Picture for Post #11Although it makes common sense, it’s still nice to see a study that confirms what a lot of us already knew:  For retailers especially, television presents a more effective commercial environment than the Internet or mobile devices. 

A new report from the research firm NeuroFocus found that TV earns high marks for emotional engagement, message recall and intent to purchase.  While on the other hand, viewers of small-screen media (Internet and mobile) found the ad experience to be less immersive and not nearly as engaging as TV. 

“Emotional response appears to be tied to the way people use different media platforms,” said Clay Collier, Cable & Telecommunications Association’s VP of Research.

He adds, “TV is particulary good at striking an emotional cord and conveying a sense of novelty. If you want to draw someone in and create an immersive environment, TV is a better fit.”
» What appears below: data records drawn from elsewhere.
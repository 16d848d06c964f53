//! The `[Content_Types].xml` part
//!
//! Maps file extensions (`Default`) and individual part names (`Override`)
//! to MIME content types.

use crate::error::Result;
use crate::namespace::{self, NsFamily};
use crate::xml::{Attrs, XmlReader, XmlWriter};

/// Path of the content types part
pub const CONTENT_TYPES_PATH: &str = "[Content_Types].xml";

/// Content type of relationships parts
pub const RELATIONSHIPS: &str = "application/vnd.openxmlformats-package.relationships+xml";
/// Content type of the main document part
pub const DOCUMENT_MAIN: &str =
    "application/vnd.openxmlformats-officedocument.wordprocessingml.document.main+xml";

/// Extension → content type default
#[derive(Debug, Clone, PartialEq, Eq)]
pub struct DefaultType {
    pub extension: String,
    pub content_type: String,
}

/// Part name → content type override
#[derive(Debug, Clone, PartialEq, Eq)]
pub struct OverrideType {
    /// Package-absolute part name (`/word/document.xml`)
    pub part_name: String,
    pub content_type: String,
}

/// Parsed content types, in declaration order
#[derive(Debug, Clone, Default, PartialEq, Eq)]
pub struct ContentTypes {
    pub defaults: Vec<DefaultType>,
    pub overrides: Vec<OverrideType>,
}

impl ContentTypes {
    /// Content types for a package holding just a main document at `document_part`
    pub fn minimal(document_part: &str) -> Self {
        let mut types = Self::default();
        types.add_default("rels", RELATIONSHIPS);
        types.add_default("xml", "application/xml");
        types.set_override(document_part, DOCUMENT_MAIN);
        types
    }

    /// Parse `[Content_Types].xml`
    pub fn parse(xml: &[u8]) -> Result<Self> {
        let mut reader = XmlReader::new(xml, CONTENT_TYPES_PATH);
        let root = reader.expect_root(NsFamily::ContentTypes, "Types")?;
        let mut types = Self::default();

        while let Some(tag) = reader.next_element(&root)? {
            match (tag.family, tag.local.as_str()) {
                (NsFamily::ContentTypes, "Default") => {
                    types.defaults.push(DefaultType {
                        extension: reader.required_attr(&tag, "Extension")?,
                        content_type: reader.required_attr(&tag, "ContentType")?,
                    });
                    reader.skip(&tag)?;
                }
                (NsFamily::ContentTypes, "Override") => {
                    types.overrides.push(OverrideType {
                        part_name: reader.required_attr(&tag, "PartName")?,
                        content_type: reader.required_attr(&tag, "ContentType")?,
                    });
                    reader.skip(&tag)?;
                }
                _ => reader.skip_unknown(&root, &tag)?,
            }
        }
        Ok(types)
    }

    /// Serialize to `[Content_Types].xml`
    pub fn to_xml(&self) -> Result<Vec<u8>> {
        let mut w = XmlWriter::new();
        w.declaration()?;
        w.start("Types", Attrs::new().with_raw("xmlns", namespace::CONTENT_TYPES))?;
        for d in &self.defaults {
            w.empty(
                "Default",
                Attrs::new()
                    .with("Extension", &d.extension)
                    .with("ContentType", &d.content_type),
            )?;
        }
        for o in &self.overrides {
            w.empty(
                "Override",
                Attrs::new()
                    .with("PartName", &o.part_name)
                    .with("ContentType", &o.content_type),
            )?;
        }
        w.end("Types")?;
        w.into_inner()
    }

    /// Whether a default exists for the extension (case-insensitive)
    pub fn has_default(&self, extension: &str) -> bool {
        self.defaults
            .iter()
            .any(|d| d.extension.eq_ignore_ascii_case(extension))
    }

    /// Register a default for an extension unless one exists
    pub fn add_default(&mut self, extension: &str, content_type: &str) {
        if !self.has_default(extension) {
            self.defaults.push(DefaultType {
                extension: extension.to_ascii_lowercase(),
                content_type: content_type.to_string(),
            });
        }
    }

    /// Set the override for a part (given as a package path, with or without leading `/`)
    pub fn set_override(&mut self, part_path: &str, content_type: &str) {
        let part_name = format!("/{}", part_path.trim_start_matches('/'));
        match self.overrides.iter_mut().find(|o| o.part_name == part_name) {
            Some(existing) => existing.content_type = content_type.to_string(),
            None => self.overrides.push(OverrideType {
                part_name,
                content_type: content_type.to_string(),
            }),
        }
    }

    /// Effective content type of a part: override first, then extension default
    pub fn content_type_of(&self, part_path: &str) -> Option<&str> {
        let part_name = format!("/{}", part_path.trim_start_matches('/'));
        if let Some(o) = self.overrides.iter().find(|o| o.part_name == part_name) {
            return Some(&o.content_type);
        }
        let extension = part_path.rsplit_once('.').map(|(_, e)| e)?;
        self.defaults
            .iter()
            .find(|d| d.extension.eq_ignore_ascii_case(extension))
            .map(|d| d.content_type.as_str())
    }
}

/// Get the MIME content type for an image extension
pub fn content_type_for_extension(ext: &str) -> &'static str {
    match ext.to_lowercase().as_str() {
        "png" => "image/png",
        "jpg" | "jpeg" => "image/jpeg",
        "gif" => "image/gif",
        "svg" => "image/svg+xml",
        "emf" => "image/x-emf",
        "wmf" => "image/x-wmf",
        "tiff" | "tif" => "image/tiff",
        "bmp" => "image/bmp",
        _ => "application/octet-stream",
    }
}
“On the small screen (mobile devices), certain emotional triggers – facial expressions, for example – are somewhat undermined,” said Clay.

(Somewhat undermined? On a three inch cell phone screen, you’d be lucky enough to discern a face, let alone facial expressions.)

The study also found that TV and Mobile ads were particularly effective at prompting a sale.  Not so for Internet ads, which appear to require repeated exposure before eliciting a consumer response.

On the emotional engagement scale, Internet ads came in last by a wide margin. 

“It stands to reason that people who are less emotionally invested in your ad may be less likely to buy your product,” said Tim Brooks, a former Lifetime Network Research Director.